Bacterial community parameters in relation to the medical history and lifestyle habits

There was no correlation between the number of bacterial sequences of 16S rRNA gene retrieved per sample from the trimmed dataset and the Shannon diversity index of bacterial communities [correlation coefficient (CC) = −0.05], nor was there a correlation between the number of sequences per sample and the number of observed OTUs (CC = 0.36). These results confirmed that taxonomic richness was not created by the number of sequences by itself.

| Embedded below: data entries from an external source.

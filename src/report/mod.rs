pub mod annotation;
pub mod cost_summary;
mod glyphs;
pub mod text_report;

use image::DynamicImage;

use crate::analysis::gateway::AnalysisOutcome;

pub use annotation::{annotate, annotate_or_original, damage_color, placeholder_box, PlaceholderBox};
pub use cost_summary::render_cost_summary;
pub use text_report::{render_report, NO_DAMAGE_MESSAGE};

pub const NO_INPUT_MESSAGE: &str = "Please upload an image";
pub const NO_INPUT_COST_MESSAGE: &str = "No analysis available";
pub const NO_DAMAGE_COST_MESSAGE: &str = "No repair costs estimated.";
pub const FAILED_COST_MESSAGE: &str = "Analysis failed";

/// The three output panels shown for one analysis.
#[derive(Debug, Clone, PartialEq)]
pub struct ReportPanels {
    pub report: String,
    pub image: Option<DynamicImage>,
    pub cost_summary: String,
    /// Set when the annotated image could not be drawn.
    pub notice: Option<String>,
}

impl ReportPanels {
    pub fn failed(message: &str, original: Option<&DynamicImage>) -> Self {
        Self {
            report: format!("Error processing image: {}", message),
            image: original.cloned(),
            cost_summary: FAILED_COST_MESSAGE.to_string(),
            notice: None,
        }
    }
}

/// Turns an analysis outcome into the report, image and cost panels.
pub fn render(outcome: &AnalysisOutcome, original: Option<&DynamicImage>) -> ReportPanels {
    match outcome {
        AnalysisOutcome::NoInput => ReportPanels {
            report: NO_INPUT_MESSAGE.to_string(),
            image: None,
            cost_summary: NO_INPUT_COST_MESSAGE.to_string(),
            notice: None,
        },
        AnalysisOutcome::NoDamage => ReportPanels {
            report: NO_DAMAGE_MESSAGE.to_string(),
            image: original.cloned(),
            cost_summary: NO_DAMAGE_COST_MESSAGE.to_string(),
            notice: None,
        },
        AnalysisOutcome::Detected(result) => {
            let (image, notice) = match original {
                Some(original) => {
                    let (image, notice) = annotate_or_original(original, &result.classified_damages);
                    (Some(image), notice)
                }
                None => (None, None),
            };
            ReportPanels {
                report: render_report(&result.classified_damages, result.cost_analysis.as_ref()),
                image,
                cost_summary: render_cost_summary(result.cost_analysis.as_ref()),
                notice,
            }
        }
        AnalysisOutcome::Failed(message) => ReportPanels::failed(message, original),
    }
}

#[cfg(test)]
mod tests {
    use image::{ImageBuffer, Rgb};

    use super::*;
    use crate::analysis::types::{AnalysisResult, CostAnalysis, DamageRecord, DamageType, Severity};

    fn car(width: u32, height: u32) -> DynamicImage {
        DynamicImage::ImageRgb8(ImageBuffer::from_pixel(width, height, Rgb([10, 20, 30])))
    }

    fn detected() -> AnalysisOutcome {
        AnalysisOutcome::Detected(AnalysisResult {
            classified_damages: vec![DamageRecord {
                damage_type: DamageType::Rust,
                severity: Severity::Medium,
                confidence: 0.7,
                area_percentage: 1.2,
                estimated_cost: Some(250.0),
            }],
            cost_analysis: Some(CostAnalysis {
                labor_cost: 150.0,
                parts_cost: 75.0,
                additional_cost: 25.0,
                total_cost: 250.0,
            }),
        })
    }

    #[test]
    fn test_no_input_panels() {
        let panels = render(&AnalysisOutcome::NoInput, None);
        assert_eq!(panels.report, "Please upload an image");
        assert!(panels.image.is_none());
        assert_eq!(panels.cost_summary, "No analysis available");
    }

    #[test]
    fn test_no_damage_echoes_original() {
        let original = car(640, 480);
        let panels = render(&AnalysisOutcome::NoDamage, Some(&original));
        assert_eq!(panels.report, "No significant damage detected in the image.");
        assert_eq!(panels.image, Some(original));
        assert_eq!(panels.cost_summary, "No repair costs estimated.");
    }

    #[test]
    fn test_backend_failure_panels() {
        let original = car(640, 480);
        let panels = render(&AnalysisOutcome::Failed("boom".to_string()), Some(&original));
        assert_eq!(panels.report, "Error processing image: boom");
        assert_eq!(panels.image, Some(original));
        assert_eq!(panels.cost_summary, "Analysis failed");
    }

    #[test]
    fn test_detected_panels() {
        let original = car(640, 480);
        let panels = render(&detected(), Some(&original));
        assert!(panels.report.starts_with("CAR DAMAGE ANALYSIS REPORT"));
        assert!(panels.report.contains("TOTAL: $250.00"));
        assert_eq!(panels.cost_summary, "Total Estimated Repair Cost: $250.00");
        assert!(panels.notice.is_none());
        assert_ne!(panels.image, Some(original));
    }

    #[test]
    fn test_annotation_failure_keeps_text_outputs() {
        let original = car(100, 100);
        let panels = render(&detected(), Some(&original));
        assert_eq!(panels.image, Some(original));
        assert!(panels.notice.is_some());
        assert!(panels.report.contains("Rust detected"));
        assert_eq!(panels.cost_summary, "Total Estimated Repair Cost: $250.00");
    }
}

Linear regression analysis showed that the Shannon diversity index of vaginal bacterial communities increased with an increase in vaginal pH (P = 0.003) and with the presence of malodorous vaginal discharge (P<0.0001) and also that the Shannon diversity index was not influenced by other factors included to the analysis (P>0.5).

Clustered bacterial communities

Three hundred and seven (71.1%) vaginal bacterial communities clustered into 5 major groups based on the similarities in relative abundance values of bacterial OTUs (OTU composition) (Fig. 3). Each group harbored ≥15 members. The remaining vaginal communities (N = 125; 28.9%) could not be classified in any of the 5 groups and were rather erratic, non-related, heterogeneous communities that did not cluster into any other entity (hereafter referred to as the non-classifiable or 0-group). OTUs belonging to members of lactobacilli dominated four out of five groups. In two of the groups (I and II), the most abundant OTU was Lactobacillus iners_1, and in two other groups (III and V) L. crispatus_1 was the most abundant. In group IV, lactobacilli did not have the most abundant OTUs, while in this group, the predominant bacterium was Gardnerella_1 (Table 1; Fig. 4).

Figure 3. Two-dimensional (2D) plots describing the principal component analysis (PCA) of OTU composition among analyzed samples.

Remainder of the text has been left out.